» **WHAT IS EXPECTED**: Below are the records. Retype exactly the lines between the lines holding "newest is 4080." and "use crate::station::Station;", inclusive.

(Stored data)
***

//! Docker-style image reference parsing.
//!
//! Splits references like `quay.io/myorg/app:v2` into registry, repository,
//! tag, and digest, applying the usual implicit rules (`docker.io` registry,
//! `library/` namespace, `latest` tag).

use crate::error::{KilnError, Result};

const DEFAULT_REGISTRY: &str = "docker.io";
const DEFAULT_TAG: &str = "latest";

/// A parsed image reference.
#[derive(Debug, Clone, PartialEq, Eq)]
pub struct ImageReference {
    /// Registry hostname, possibly with a port (e.g. "docker.io", "localhost:5000")
    pub registry: String,
    /// Repository path (e.g. "library/nginx", "myorg/app")
    pub repository: String,
    /// Tag, if any
    pub tag: Option<String>,
    /// Digest, if any (e.g. "sha256:abc...")
    pub digest: Option<String>,
}

impl ImageReference {
    /// Parse an image reference string.
    pub fn parse(reference: &str) -> Result<Self> {
        let reference = reference.trim();
        if reference.is_empty() {
            return Err(invalid(reference, "empty reference"));
        }

        // Digest comes after '@', always of the form algorithm:hex.
        let (rest, digest) = match reference.rsplit_once('@') {
            Some((rest, digest)) => {
                if !digest.contains(':') {
                    return Err(invalid(reference, "digest must be of the form algorithm:hex"));
                }
                (rest, Some(digest.to_string()))
            }
            None => (reference, None),
        };

        // A colon after the last slash separates the tag, except when the
        // whole name is host:port-shaped (all digits after the colon).
        let last_segment_start = rest.rfind('/').map(|i| i + 1).unwrap_or(0);
        let (name, tag) = match rest[last_segment_start..].rfind(':') {
            Some(i) => {
                let colon = last_segment_start + i;
                let candidate = &rest[colon + 1..];
                if last_segment_start == 0 && candidate.chars().all(|c| c.is_ascii_digit()) {
                    // bare "host:5000" with no path is not a tagged name
                    (rest, None)
                } else {
                    (&rest[..colon], Some(candidate.to_string()))
                }
            }
            None => (rest, None),
        };

        let (registry, repository) = split_registry(name, reference)?;

        let tag = match (&tag, &digest) {
            (None, None) => Some(DEFAULT_TAG.to_string()),
            _ => tag,
        };

        Ok(ImageReference {
            registry,
            repository,
            tag,
            digest,
        })
    }

    /// Registry host for an image reference string.
    pub fn registry_of(reference: &str) -> Result<String> {
        Ok(Self::parse(reference)?.registry)
    }
}

/// A leading component counts as a registry when it looks like a hostname:
/// it contains a dot or a port, or is exactly "localhost".
fn split_registry(name: &str, original: &str) -> Result<(String, String)> {
    if let Some((first, remainder)) = name.split_once('/') {
        if first.contains('.') || first.contains(':') || first == "localhost" {
            if remainder.is_empty() {
                return Err(invalid(original, "empty repository"));
            }
            return Ok((first.to_string(), remainder.to_string()));
        }
    }

    let repository = if name.contains('/') {
        name.to_string()
    } else {
        format!("library/{name}")
    };
    Ok((DEFAULT_REGISTRY.to_string(), repository))
}

fn invalid(reference: &str, message: &str) -> KilnError {
    KilnError::InvalidReference {
        reference: reference.to_string(),
        message: message.to_string(),
    }
}

impl std::fmt::Display for ImageReference {
    fn fmt(&self, f: &mut std::fmt::Formatter<'_>) -> std::fmt::Result {
        write!(f, "{}/{}", self.registry, self.repository)?;
        if let Some(ref tag) = self.tag {
            write!(f, ":{tag}")?;
        }
        if let Some(ref digest) = self.digest {
            write!(f, "@{digest}")?;
        }
        Ok(())
    }
}

#[cfg(test)]
mod tests {
    use super::*;

    #[test]
    fn test_parse_bare_name() {
        let r = ImageReference::parse("nginx").unwrap();
        assert_eq!(r.registry, "docker.io");
        assert_eq!(r.repository, "library/nginx");
        assert_eq!(r.tag.as_deref(), Some("latest"));
        assert_eq!(r.digest, None);
    }

    #[test]
    fn test_parse_org_repo_with_tag() {
        let r = ImageReference::parse("myorg/app:v2").unwrap();
        assert_eq!(r.registry, "docker.io");
        assert_eq!(r.repository, "myorg/app");
        assert_eq!(r.tag.as_deref(), Some("v2"));
    }

    #[test]
    fn test_parse_custom_registry() {
        let r = ImageReference::parse("quay.io/myorg/app").unwrap();
        assert_eq!(r.registry, "quay.io");
        assert_eq!(r.repository, "myorg/app");
        assert_eq!(r.tag.as_deref(), Some("latest"));
    }

    #[test]
    fn test_parse_registry_with_port() {
        let r = ImageReference::parse("localhost:5000/app:dev").unwrap();
        assert_eq!(r.registry, "localhost:5000");
        assert_eq!(r.repository, "app");
        assert_eq!(r.tag.as_deref(), Some("dev"));
    }

    #[test]
    fn test_parse_digest() {
        let r = ImageReference::parse("quay.io/myorg/app@sha256:0a1b2c").unwrap();
        assert_eq!(r.digest.as_deref(), Some("sha256:0a1b2c"));
        assert_eq!(r.tag, None);
    }

    #[test]
    fn test_parse_rejects_empty() {
        assert!(ImageReference::parse("").is_err());
        assert!(ImageReference::parse("   ").is_err());
    }

    #[test]
    fn test_parse_rejects_malformed_digest() {
        assert!(ImageReference::parse("nginx@notadigest").is_err());
    }

    #[test]
    fn test_registry_of() {
        assert_eq!(ImageReference::registry_of("packs/run").unwrap(), "docker.io");
        assert_eq!(ImageReference::registry_of("quay.io/x").unwrap(), "quay.io");
    }

    #[test]
    fn test_display_round_trip() {
        let r = ImageReference::parse("quay.io/myorg/app:v2").unwrap();
        assert_eq!(r.to_string(), "quay.io/myorg/app:v2");
    }
}
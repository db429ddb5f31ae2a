//! Command implementations for the CLI.

mod config;
mod dump;
mod history;
mod report;

pub use config::cmd_config;
pub use dump::cmd_dump;
pub use history::{HistoryRequest, cmd_history};
pub use report::{Report, cmd_report, cmd_summary};
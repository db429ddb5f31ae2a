//! Utility functions for CLI operations.

use std::fs;
use std::io::{self, Write};
use std::path::{Path, PathBuf};

use anyhow::{Context, Result, bail};
use time::{OffsetDateTime, UtcOffset};
use tracing::debug;

use wsp_core::{DumpFile, Station, StationSettings};

/// Write output to file or stdout.
pub fn write_output(output: Option<&PathBuf>, content: &str) -> Result<()> {
    if let Some(path) = output {
        fs::write(path, content)
            .with_context(|| format!("Failed to write to {}", path.display()))?;
    } else {
        print!("{}", content);
        io::stdout().flush()?;
    }
    Ok(())
}

/// Open a memory dump as a read-only station.
pub fn open_station(path: &Path) -> Result<Station<DumpFile>> {
    debug!("Opening memory dump {}", path.display());
    if !path.exists() {
        bail!(
            "Memory dump not found: {}\n\
             Use --infile <PATH> or set WSP_INFILE.",
            path.display()
        );
    }
    let dump = DumpFile::open(path)
        .with_context(|| format!("Failed to open memory dump {}", path.display()))?;
    Ok(Station::new(dump))
}

/// Read the settings block of an opened dump.
pub fn read_settings(station: &mut Station<DumpFile>) -> Result<StationSettings> {
    station
        .read_settings()
        .context("Failed to read the settings block (is this a station memory dump?)")
}

/// Current local time, falling back to UTC when the offset is unknown.
pub fn now_local() -> OffsetDateTime {
    let local = chrono::Local::now();
    let offset =
        UtcOffset::from_whole_seconds(local.offset().local_minus_utc()).unwrap_or(UtcOffset::UTC);
    OffsetDateTime::now_utc().to_offset(offset)
}
//! History reconstruction.
//!
//! The station keeps its readings in a ring of 4080 chunks and only stores
//! the minutes elapsed since the previous reading. Absolute timestamps are
//! rebuilt by walking backwards from the newest chunk (at `current_pos`)
//! and subtracting each record's delay from the station clock.
//!
//! # Index Convention
//!
//! **History indices are 1-based**, oldest first:
//! - While the ring is filling, index = position from `HISTORY_START`.
//! - Once full, the oldest live record is 1 and the newest is 4080.
//!
//! # Missing records
//!
//! A chunk that cannot be read after all retries becomes a `None` slot. Its
//! delay is unknown, so older timestamps are computed as if it were 0.

use std::sync::Arc;

use time::{Duration, OffsetDateTime, UtcOffset};
use tracing::{debug, info, warn};

use wsp_types::layout::{HISTORY_MAX, history_index, previous_address, step_back};
use wsp_types::{HistoryItem, StationSettings};

use crate::error::Result;
use crate::station::Station;
use crate::traits::StationMemory;

/// Progress information for a history walk.
#[derive(Debug, Clone, Copy, PartialEq, serde::Serialize, serde::Deserialize)]
pub struct HistoryProgress {
    /// Chunks visited so far, failed ones included.
    pub records_read: usize,
    /// Chunks the walk will visit.
    pub total_records: usize,
    /// Overall progress (0.0 to 1.0).
    pub overall_progress: f32,
}

impl HistoryProgress {
    fn new(records_read: usize, total_records: usize) -> Self {
        let overall_progress = if total_records == 0 {
            1.0
        } else {
            records_read as f32 / total_records as f32
        };
        Self {
            records_read,
            total_records,
            overall_progress,
        }
    }
}

/// Type alias for progress callback function.
pub type ProgressCallback = Arc<dyn Fn(HistoryProgress) + Send + Sync>;

/// Options for reading history.
#[derive(Clone, Default)]
pub struct HistoryOptions {
    /// Records to read, newest first. `None` reads everything stored.
    /// Larger values are clamped to the stored count.
    pub count: Option<u16>,
    /// Locate rain reference records by assuming a fixed read period
    /// instead of searching the loaded history.
    pub quick_rain: bool,
    /// Zone for the station clock. `None` uses the host's local zone.
    pub utc_offset: Option<UtcOffset>,
    /// Progress callback (optional).
    pub progress_callback: Option<ProgressCallback>,
}

impl std::fmt::Debug for HistoryOptions {
    fn fmt(&self, f: &mut std::fmt::Formatter<'_>) -> std::fmt::Result {
        f.debug_struct("HistoryOptions")
            .field("count", &self.count)
            .field("quick_rain", &self.quick_rain)
            .field("utc_offset", &self.utc_offset)
            .field("progress_callback", &self.progress_callback.is_some())
            .finish()
    }
}

impl HistoryOptions {
    /// Create new history options with default settings.
    #[must_use]
    pub fn new() -> Self {
        Self::default()
    }

    /// Read only the newest `count` records.
    #[must_use]
    pub fn count(mut self, count: u16) -> Self {
        self.count = Some(count);
        self
    }

    /// Read every stored record. Turns quick rain off.
    #[must_use]
    pub fn all(mut self) -> Self {
        self.count = None;
        self.quick_rain = false;
        self
    }

    /// Enable or disable quick rain lookups.
    #[must_use]
    pub fn quick_rain(mut self, enabled: bool) -> Self {
        self.quick_rain = enabled;
        self
    }

    /// Resolve the station clock at a fixed offset.
    #[must_use]
    pub fn utc_offset(mut self, offset: UtcOffset) -> Self {
        self.utc_offset = Some(offset);
        self
    }

    /// Set a progress callback.
    #[must_use]
    pub fn with_progress<F>(mut self, callback: F) -> Self
    where
        F: Fn(HistoryProgress) + Send + Sync + 'static,
    {
        self.progress_callback = Some(Arc::new(callback));
        self
    }

    /// Records the walk will visit given the stored count.
    #[must_use]
    pub fn records_to_read(&self, data_count: u16) -> u16 {
        let stored = data_count.min(HISTORY_MAX);
        match self.count {
            Some(count) => count.min(stored),
            None => stored,
        }
    }

    /// Whether quick rain applies: it is off when the whole history is read.
    #[must_use]
    pub fn uses_quick_rain(&self, data_count: u16) -> bool {
        self.quick_rain && self.records_to_read(data_count) < data_count.min(HISTORY_MAX)
    }

    fn resolve(&self, settings: &StationSettings) -> Result<OffsetDateTime> {
        let at = match self.utc_offset {
            Some(offset) => settings.datetime.to_offset(offset)?,
            None => settings.datetime.to_local()?,
        };
        Ok(at)
    }
}

/// A reconstructed stretch of history, oldest first.
///
/// Serializes with missing slots as `null`.
#[derive(Debug, Clone, PartialEq, serde::Serialize, serde::Deserialize)]
pub struct History {
    slots: Vec<Option<HistoryItem>>,
    data_count: u16,
    current_pos: u16,
    read_period: u8,
    quick_rain: bool,
}

impl History {
    /// Every slot in order, `None` where the chunk could not be read.
    pub fn slots(&self) -> &[Option<HistoryItem>] {
        &self.slots
    }

    /// Readable items in order.
    pub fn items(&self) -> impl DoubleEndedIterator<Item = &HistoryItem> {
        self.slots.iter().flatten()
    }

    /// Number of slots, missing ones included.
    pub fn len(&self) -> usize {
        self.slots.len()
    }

    pub fn is_empty(&self) -> bool {
        self.slots.is_empty()
    }

    /// Number of slots whose chunk could not be read.
    pub fn missing(&self) -> usize {
        self.slots.iter().filter(|s| s.is_none()).count()
    }

    /// The newest readable item.
    pub fn newest(&self) -> Option<&HistoryItem> {
        self.items().next_back()
    }

    /// Position of the newest readable item in [`slots`](Self::slots).
    pub fn newest_position(&self) -> Option<usize> {
        self.slots.iter().rposition(Option::is_some)
    }

    /// The item stored at device `address`, if it was loaded.
    pub fn find_address(&self, address: u16) -> Option<&HistoryItem> {
        self.items().find(|item| item.address == address)
    }

    /// Whether rain windows use the fixed read period.
    pub fn quick_rain(&self) -> bool {
        self.quick_rain
    }

    /// Stored record count at the time of reading.
    pub fn data_count(&self) -> u16 {
        self.data_count
    }

    /// Write position at the time of reading.
    pub fn current_pos(&self) -> u16 {
        self.current_pos
    }

    /// Minutes between readings at the time of reading.
    pub fn read_period(&self) -> u8 {
        self.read_period
    }
}

impl<M: StationMemory> Station<M> {
    /// Read and time-stamp history records, newest `options.count` first,
    /// returned oldest first.
    ///
    /// # Errors
    ///
    /// Returns an error only if the station clock cannot be resolved.
    /// Unreadable chunks become `None` slots.
    pub fn read_history(
        &mut self,
        settings: &StationSettings,
        options: &HistoryOptions,
    ) -> Result<History> {
        let base = options.resolve(settings)?;
        let total = options.records_to_read(settings.data_count);
        info!(
            "Reading {} of {} history records from 0x{:04X}",
            total, settings.data_count, settings.current_pos
        );

        let mut slots = Vec::with_capacity(usize::from(total));
        let mut address = settings.current_pos;
        let mut elapsed = Duration::ZERO;

        for i in 0..usize::from(total) {
            let index = history_index(address, settings.data_count, settings.current_pos);
            match self.read_record(address) {
                Ok(record) => {
                    slots.push(Some(HistoryItem {
                        index,
                        address,
                        timestamp: base - elapsed,
                        record,
                    }));
                    elapsed += Duration::minutes(i64::from(record.delay));
                }
                Err(e) => {
                    warn!("No data for record {} at 0x{:04X}: {}", index, address, e);
                    slots.push(None);
                }
            }

            if let Some(cb) = &options.progress_callback {
                cb(HistoryProgress::new(i + 1, usize::from(total)));
            }
            address = previous_address(address);
        }
        slots.reverse();

        let history = History {
            slots,
            data_count: settings.data_count,
            current_pos: settings.current_pos,
            read_period: settings.read_period,
            quick_rain: options.uses_quick_rain(settings.data_count),
        };
        debug!(
            "History spans {} slots, {} missing",
            history.len(),
            history.missing()
        );
        Ok(history)
    }

    /// Find the record roughly `seconds` before `current` assuming one
    /// record every read period.
    ///
    /// The record is taken from `history` when loaded, otherwise read from
    /// the station. Its timestamp is `current.timestamp - seconds`. Returns
    /// `None` when the step would leave the stored history, the read period
    /// is zero, or the chunk cannot be read.
    pub fn quick_rain_reference(
        &mut self,
        history: &History,
        current: &HistoryItem,
        seconds: i64,
    ) -> Option<HistoryItem> {
        let period = i64::from(history.read_period) * 60;
        if period == 0 || seconds < 0 {
            return None;
        }
        let steps = seconds / period;
        if steps >= i64::from(history.data_count.min(HISTORY_MAX)) {
            debug!("Quick rain: {} steps exceed stored history", steps);
            return None;
        }

        let address = step_back(current.address, steps);
        let record = match history.find_address(address) {
            Some(item) => item.record,
            None => match self.read_record(address) {
                Ok(record) => record,
                Err(e) => {
                    warn!("Quick rain: cannot read 0x{:04X}: {}", address, e);
                    return None;
                }
            },
        };

        Some(HistoryItem {
            index: history_index(address, history.data_count, history.current_pos),
            address,
            timestamp: current.timestamp - Duration::seconds(seconds),
            record,
        })
    }
}
//! Dump command implementation.

use std::fs::{self, File};
use std::io::{self, BufWriter, IsTerminal};
use std::path::Path;
use std::sync::Arc;

use anyhow::{Context, Result, bail};
use dialoguer::{Confirm, theme::ColorfulTheme};
use tracing::info;
use wsp_core::layout::MEMORY_SIZE;

use crate::style;
use crate::util::open_station;

pub fn cmd_dump(
    infile: &Path,
    path: &Path,
    force: bool,
    quiet: bool,
    no_color: bool,
) -> Result<()> {
    if path.exists() && fs::canonicalize(path).ok() == fs::canonicalize(infile).ok() {
        bail!("Refusing to dump {} onto itself.", infile.display());
    }
    if path.exists() && !force {
        if !io::stdin().is_terminal() || !io::stderr().is_terminal() {
            bail!(
                "{} already exists. Use --force to overwrite it.",
                path.display()
            );
        }
        let overwrite = Confirm::with_theme(&ColorfulTheme::default())
            .with_prompt(format!("{} already exists. Overwrite?", path.display()))
            .default(false)
            .interact()
            .context("Failed to get user confirmation")?;
        if !overwrite {
            eprintln!("Dump cancelled.");
            return Ok(());
        }
    }

    let mut station = open_station(infile)?;
    let file =
        File::create(path).with_context(|| format!("Failed to create {}", path.display()))?;

    let pb = (!quiet).then(|| style::dump_progress_bar(MEMORY_SIZE as u64));
    let callback = pb.clone().map(|pb| -> wsp_core::DumpCallback {
        Arc::new(move |progress| pb.set_position(progress.bytes_written as u64))
    });

    let written = station
        .dump(BufWriter::new(file), callback)
        .with_context(|| format!("Failed to dump memory to {}", path.display()))?;

    if let Some(pb) = pb {
        pb.finish_and_clear();
    }
    info!("Wrote {} bytes to {}", written, path.display());
    if !quiet {
        eprintln!(
            "{}",
            style::format_success(
                &format!("Wrote {} bytes to {}", written, path.display()),
                no_color
            )
        );
    }
    Ok(())
}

***

» **ANSWER TO THIS TASK**:
//! - Once full, the oldest live record is 1 and the newest is 4080.
//!
//! # Missing records
//!
//! A chunk that cannot be read after all retries becomes a `None` slot. Its
//! delay is unknown, so older timestamps are computed as if it were 0.

use std::sync::Arc;

use time::{Duration, OffsetDateTime, UtcOffset};
use tracing::{debug, info, warn};

use wsp_types::layout::{HISTORY_MAX, history_index, previous_address, step_back};
use wsp_types::{HistoryItem, StationSettings};

use crate::error::Result;
use crate::station::Station;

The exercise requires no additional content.